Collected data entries
//! Device side of the RFID access node
//!
//! This crate ties the protocol, security and transport crates together:
//!
//! - `hardware`: the reader / indicator / button seam and a simulated board
//! - `controller`: the armed / disarmed access state machine
//! - `router`: handshake handling, tag checks and command dispatch
//! - `config`: node configuration from the environment
//! - `node`: the single-task control loop
//! - `statistics`: control loop counters

pub mod hardware;
pub mod controller;
pub mod router;
pub mod config;
pub mod statistics;
pub mod node;

pub use config::NodeConfig;
pub use controller::{card_hash, AccessController, AccessState, Signal};
pub use hardware::{Channel, Hardware, SimulatedHardware};
pub use node::Node;
pub use router::{Command, Outcome, Rejection, Router};
pub use statistics::NodeStatistics;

[ACTIVITY]
Up to and including the line with "from the environment", output each line of the entries above exactly, starting from the first.

[REPLY]
//! Device side of the RFID access node
//!
//! This crate ties the protocol, security and transport crates together:
//!
//! - `hardware`: the reader / indicator / button seam and a simulated board
//! - `controller`: the armed / disarmed access state machine
//! - `router`: handshake handling, tag checks and command dispatch
//! - `config`: node configuration from the environment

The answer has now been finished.